Despite increasing evidence that social capital is positively associated with health, the pathways that link social capital to health are not definitive and invite further investigation. This paper uses household survey data from 22 villages in China in 2002 to test the relationship between social capital and the self-reported health status of the rural population. Focusing on the cognitive dimension of social capital, this paper complements current social capital research by introducing an overlooked distinction between trust and mistrust. Trust and mistrust are measured at the individual and aggregate levels, and the distinct ways in which they affect general and mental health are explored. We adopt an ordered logistic regression using survey procedures in SAS version 9.1 to account for the stratified and clustered data structure.

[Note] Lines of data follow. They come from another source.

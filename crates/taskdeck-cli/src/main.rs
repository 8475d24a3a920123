//! Taskdeck CLI
//!
//! Command-line interface for the to-do tracker

use clap::{Parser, Subcommand};
use std::path::PathBuf;

mod commands;

#[derive(Debug, Parser)]
#[command(name = "taskdeck")]
#[command(about = "Taskdeck - Categorized to-do tracking", long_about = None)]
struct Cli {
    /// Path to the SQLite database
    #[arg(long, global = true, default_value = "taskdeck.db")]
    db: PathBuf,

    #[command(subcommand)]
    command: Commands,
}

#[derive(Debug, Subcommand)]
enum Commands {
    /// Category operations
    Category(commands::category::CategoryArgs),
    /// Task operations
    Task(commands::task::TaskArgs),
}

fn main() {
    tracing_subscriber::fmt()
        .with_env_filter(tracing_subscriber::EnvFilter::from_default_env())
        .init();

    let cli = Cli::parse();

    let result = match cli.command {
        Commands::Category(args) => commands::category::execute(args, &cli.db),
        Commands::Task(args) => commands::task::execute(args, &cli.db),
    };

    if let Err(e) = result {
        eprintln!("Error: {}", e);
        std::process::exit(1);
    }
}
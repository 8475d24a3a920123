//! Migration runner
//!
//! Applies migrations with checksums, tamper detection, and idempotency

use crate::errors::{Result, StoreError};
use crate::migrations::checksums::compute_checksum;
use crate::migrations::embedded::get_migrations;
use rusqlite::{Connection, OptionalExtension};

/// Apply all pending migrations to the database
///
/// Already-applied migrations are skipped after their recorded checksum is
/// verified against the embedded SQL.
pub fn apply_migrations(conn: &mut Connection) -> Result<()> {
    create_schema_version_table(conn)?;

    for migration in get_migrations() {
        apply_migration(conn, migration.id, migration.sql)?;
    }

    Ok(())
}

/// Create the schema_version table if it doesn't exist
fn create_schema_version_table(conn: &Connection) -> Result<()> {
    conn.execute(
        "CREATE TABLE IF NOT EXISTS schema_version (
            id INTEGER PRIMARY KEY,
            migration_id TEXT NOT NULL UNIQUE,
            applied_at INTEGER NOT NULL,
            checksum TEXT
        )",
        [],
    )?;

    Ok(())
}

/// Apply a single migration if not already applied
fn apply_migration(conn: &mut Connection, migration_id: &str, sql: &str) -> Result<()> {
    let checksum = compute_checksum(sql);

    let recorded: Option<Option<String>> = conn
        .query_row(
            "SELECT checksum FROM schema_version WHERE migration_id = ?",
            [migration_id],
            |row| row.get(0),
        )
        .optional()?;

    if let Some(stored) = recorded {
        // Idempotent: already applied, but the SQL must not have changed
        if let Some(stored) = stored {
            if stored != checksum {
                return Err(StoreError::ChecksumMismatch {
                    id: migration_id.to_string(),
                    expected: stored,
                    actual: checksum,
                });
            }
        }
        return Ok(());
    }

    let tx = conn.transaction()?;

    tx.execute_batch(sql).map_err(|e| StoreError::Migration {
        id: migration_id.to_string(),
        reason: e.to_string(),
    })?;

    let now = chrono::Utc::now().timestamp();
    tx.execute(
        "INSERT INTO schema_version (migration_id, applied_at, checksum) VALUES (?, ?, ?)",
        rusqlite::params![migration_id, now, checksum],
    )?;

    tx.commit()?;

    tracing::debug!(migration_id, "migration applied");

    Ok(())
}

The results suggest that: (1) individual-level trust and mistrust are both associated with self-reported health in rural China – trust is positively associated with both general health and mental health, while mistrust is more powerfully associated with worse mental health; and (2) the effects of individual-level trust and mistrust are dependent on village context – village-level trust substitutes for individual-level trust, while individual-level mistrust interacts positively with village-level mistrust to affect health. However, an unexpected protective health effect of mistrust is found in certain types of villages, and this unique result has yet to be examined. Overall, this study suggests the conceptual difference between trust and mistrust and the differential mechanisms by which trust and mistrust affect health in rural China. It also suggests that effective policies should aim at enhancing trust collectively or reducing mistrust at the personal level to improve health status in rural areas of China.